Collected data
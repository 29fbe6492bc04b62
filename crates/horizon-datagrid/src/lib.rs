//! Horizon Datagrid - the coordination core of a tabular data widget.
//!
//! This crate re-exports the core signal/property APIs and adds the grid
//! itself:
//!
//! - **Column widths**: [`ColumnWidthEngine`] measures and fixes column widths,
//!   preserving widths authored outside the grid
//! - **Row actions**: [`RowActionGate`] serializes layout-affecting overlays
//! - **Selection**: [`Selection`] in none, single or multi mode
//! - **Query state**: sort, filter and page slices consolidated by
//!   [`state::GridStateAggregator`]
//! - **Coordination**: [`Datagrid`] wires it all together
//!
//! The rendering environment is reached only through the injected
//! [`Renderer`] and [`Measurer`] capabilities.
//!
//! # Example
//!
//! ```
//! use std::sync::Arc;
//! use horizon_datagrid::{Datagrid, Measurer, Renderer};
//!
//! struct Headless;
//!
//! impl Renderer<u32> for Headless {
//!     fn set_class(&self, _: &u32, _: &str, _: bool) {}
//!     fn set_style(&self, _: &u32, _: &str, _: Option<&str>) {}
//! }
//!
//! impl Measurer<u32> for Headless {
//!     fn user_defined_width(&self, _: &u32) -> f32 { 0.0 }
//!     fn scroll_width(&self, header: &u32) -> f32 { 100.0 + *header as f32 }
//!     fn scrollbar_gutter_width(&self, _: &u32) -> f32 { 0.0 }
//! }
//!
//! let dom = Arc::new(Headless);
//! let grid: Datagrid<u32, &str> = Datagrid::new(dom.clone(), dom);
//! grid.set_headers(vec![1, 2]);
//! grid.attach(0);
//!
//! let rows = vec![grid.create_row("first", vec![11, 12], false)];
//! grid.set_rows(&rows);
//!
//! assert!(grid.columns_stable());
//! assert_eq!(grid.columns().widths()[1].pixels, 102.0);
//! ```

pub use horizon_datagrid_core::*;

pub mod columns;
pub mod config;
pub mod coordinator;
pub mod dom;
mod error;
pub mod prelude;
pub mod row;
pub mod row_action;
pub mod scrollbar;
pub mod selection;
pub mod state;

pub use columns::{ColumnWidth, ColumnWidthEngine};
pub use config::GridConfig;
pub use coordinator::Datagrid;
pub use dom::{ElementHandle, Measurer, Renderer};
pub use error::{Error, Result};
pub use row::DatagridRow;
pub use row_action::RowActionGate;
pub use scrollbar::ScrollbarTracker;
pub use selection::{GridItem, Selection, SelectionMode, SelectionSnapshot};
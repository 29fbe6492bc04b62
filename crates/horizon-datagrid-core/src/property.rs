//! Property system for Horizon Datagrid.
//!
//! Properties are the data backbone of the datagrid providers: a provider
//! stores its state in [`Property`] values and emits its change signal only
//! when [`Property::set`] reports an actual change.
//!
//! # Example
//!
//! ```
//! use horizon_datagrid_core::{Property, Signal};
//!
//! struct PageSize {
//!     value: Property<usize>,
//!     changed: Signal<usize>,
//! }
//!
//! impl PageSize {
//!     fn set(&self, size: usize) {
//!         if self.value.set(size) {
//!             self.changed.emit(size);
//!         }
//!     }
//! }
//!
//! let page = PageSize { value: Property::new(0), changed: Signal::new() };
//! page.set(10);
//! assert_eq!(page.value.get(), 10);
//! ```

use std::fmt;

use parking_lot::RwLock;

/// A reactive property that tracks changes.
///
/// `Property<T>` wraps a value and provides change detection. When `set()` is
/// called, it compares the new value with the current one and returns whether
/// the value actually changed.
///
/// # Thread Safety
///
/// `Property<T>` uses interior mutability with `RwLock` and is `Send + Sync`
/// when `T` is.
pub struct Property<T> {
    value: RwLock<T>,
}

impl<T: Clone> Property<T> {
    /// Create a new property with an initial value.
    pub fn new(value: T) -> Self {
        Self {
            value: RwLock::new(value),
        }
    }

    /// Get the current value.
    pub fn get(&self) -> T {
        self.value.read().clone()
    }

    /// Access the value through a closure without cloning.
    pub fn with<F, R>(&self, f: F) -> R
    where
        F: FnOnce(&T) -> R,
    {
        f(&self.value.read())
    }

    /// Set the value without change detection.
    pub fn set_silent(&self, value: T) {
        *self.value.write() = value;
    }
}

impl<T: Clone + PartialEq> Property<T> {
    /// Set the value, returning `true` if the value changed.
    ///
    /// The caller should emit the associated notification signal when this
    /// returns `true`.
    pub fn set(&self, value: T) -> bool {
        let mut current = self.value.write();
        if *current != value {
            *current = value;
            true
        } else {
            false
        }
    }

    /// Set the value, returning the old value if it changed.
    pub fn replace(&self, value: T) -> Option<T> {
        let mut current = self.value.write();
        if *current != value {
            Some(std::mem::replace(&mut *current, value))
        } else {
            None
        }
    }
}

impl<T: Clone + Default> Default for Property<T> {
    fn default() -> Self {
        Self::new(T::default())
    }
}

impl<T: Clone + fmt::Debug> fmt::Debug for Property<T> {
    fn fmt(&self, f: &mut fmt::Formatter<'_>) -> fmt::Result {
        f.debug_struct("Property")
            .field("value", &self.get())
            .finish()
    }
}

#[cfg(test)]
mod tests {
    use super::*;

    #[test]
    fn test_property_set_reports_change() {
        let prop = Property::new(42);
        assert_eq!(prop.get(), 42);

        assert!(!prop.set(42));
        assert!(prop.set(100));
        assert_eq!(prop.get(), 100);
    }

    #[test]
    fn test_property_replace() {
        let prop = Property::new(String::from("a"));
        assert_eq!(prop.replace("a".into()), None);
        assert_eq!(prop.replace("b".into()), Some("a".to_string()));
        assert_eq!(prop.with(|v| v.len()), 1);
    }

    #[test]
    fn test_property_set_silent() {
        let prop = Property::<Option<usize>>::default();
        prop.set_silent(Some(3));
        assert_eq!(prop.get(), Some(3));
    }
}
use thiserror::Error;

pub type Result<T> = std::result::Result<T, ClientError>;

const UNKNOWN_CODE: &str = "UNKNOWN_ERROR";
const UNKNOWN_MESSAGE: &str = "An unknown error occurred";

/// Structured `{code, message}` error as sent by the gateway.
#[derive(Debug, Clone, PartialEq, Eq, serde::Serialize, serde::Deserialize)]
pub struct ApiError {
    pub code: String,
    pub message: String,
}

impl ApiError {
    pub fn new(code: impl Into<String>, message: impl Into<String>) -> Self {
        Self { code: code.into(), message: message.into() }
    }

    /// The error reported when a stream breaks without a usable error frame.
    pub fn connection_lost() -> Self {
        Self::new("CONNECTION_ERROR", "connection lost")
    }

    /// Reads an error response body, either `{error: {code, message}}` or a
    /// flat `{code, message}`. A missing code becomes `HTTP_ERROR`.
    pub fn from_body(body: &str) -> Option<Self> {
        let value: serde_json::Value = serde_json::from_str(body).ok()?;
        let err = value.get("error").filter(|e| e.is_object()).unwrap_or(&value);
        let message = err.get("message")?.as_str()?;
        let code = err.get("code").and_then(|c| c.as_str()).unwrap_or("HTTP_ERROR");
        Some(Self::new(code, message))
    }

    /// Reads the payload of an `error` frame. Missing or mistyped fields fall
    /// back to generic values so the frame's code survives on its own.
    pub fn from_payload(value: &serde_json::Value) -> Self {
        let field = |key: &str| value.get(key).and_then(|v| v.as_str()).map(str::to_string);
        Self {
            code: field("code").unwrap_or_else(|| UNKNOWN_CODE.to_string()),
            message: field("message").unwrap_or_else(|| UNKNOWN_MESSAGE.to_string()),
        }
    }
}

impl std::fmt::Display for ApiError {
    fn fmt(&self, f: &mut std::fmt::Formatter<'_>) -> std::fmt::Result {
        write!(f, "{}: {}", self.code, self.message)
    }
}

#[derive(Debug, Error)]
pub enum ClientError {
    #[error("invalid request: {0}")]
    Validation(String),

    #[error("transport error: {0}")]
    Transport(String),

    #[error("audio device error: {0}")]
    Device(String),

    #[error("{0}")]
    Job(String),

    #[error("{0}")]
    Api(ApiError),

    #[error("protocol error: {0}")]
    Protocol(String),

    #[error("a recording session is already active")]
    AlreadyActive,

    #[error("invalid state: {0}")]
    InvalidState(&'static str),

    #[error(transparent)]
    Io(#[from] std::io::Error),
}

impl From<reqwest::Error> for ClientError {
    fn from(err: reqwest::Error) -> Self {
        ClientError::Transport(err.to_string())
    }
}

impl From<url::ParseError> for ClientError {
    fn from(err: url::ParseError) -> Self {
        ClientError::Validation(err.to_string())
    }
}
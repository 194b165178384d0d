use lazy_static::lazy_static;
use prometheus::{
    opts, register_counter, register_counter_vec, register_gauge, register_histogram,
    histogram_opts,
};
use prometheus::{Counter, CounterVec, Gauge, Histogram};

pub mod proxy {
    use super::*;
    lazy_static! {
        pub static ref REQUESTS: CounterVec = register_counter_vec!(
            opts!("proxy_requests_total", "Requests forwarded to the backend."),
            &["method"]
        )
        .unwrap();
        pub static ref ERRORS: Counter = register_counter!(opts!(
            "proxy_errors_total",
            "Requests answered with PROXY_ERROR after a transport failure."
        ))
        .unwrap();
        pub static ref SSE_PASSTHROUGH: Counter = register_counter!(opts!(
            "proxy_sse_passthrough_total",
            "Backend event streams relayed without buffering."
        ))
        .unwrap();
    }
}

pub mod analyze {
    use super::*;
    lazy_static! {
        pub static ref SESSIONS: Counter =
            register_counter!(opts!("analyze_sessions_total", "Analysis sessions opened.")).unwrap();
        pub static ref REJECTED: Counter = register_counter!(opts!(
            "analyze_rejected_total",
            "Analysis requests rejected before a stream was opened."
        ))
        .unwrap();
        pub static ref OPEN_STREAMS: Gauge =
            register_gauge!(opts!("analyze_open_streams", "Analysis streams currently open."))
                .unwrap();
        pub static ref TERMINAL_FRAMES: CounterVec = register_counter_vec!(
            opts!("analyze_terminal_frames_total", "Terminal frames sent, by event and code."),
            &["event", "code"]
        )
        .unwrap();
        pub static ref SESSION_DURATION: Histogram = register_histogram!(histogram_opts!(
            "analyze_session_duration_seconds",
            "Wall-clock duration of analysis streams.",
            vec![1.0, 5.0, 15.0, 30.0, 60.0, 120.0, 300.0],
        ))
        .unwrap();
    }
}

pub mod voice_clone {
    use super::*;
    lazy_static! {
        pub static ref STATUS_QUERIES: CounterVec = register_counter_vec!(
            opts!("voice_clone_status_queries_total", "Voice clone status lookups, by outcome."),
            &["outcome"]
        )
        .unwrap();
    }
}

● **What to do**
All lines of the data above that include the word "filter" must be shown.

● **Task result**
//! - **Query state**: sort, filter and page slices consolidated by
        let err = value.get("error").filter(|e| e.is_object()).unwrap_or(&value);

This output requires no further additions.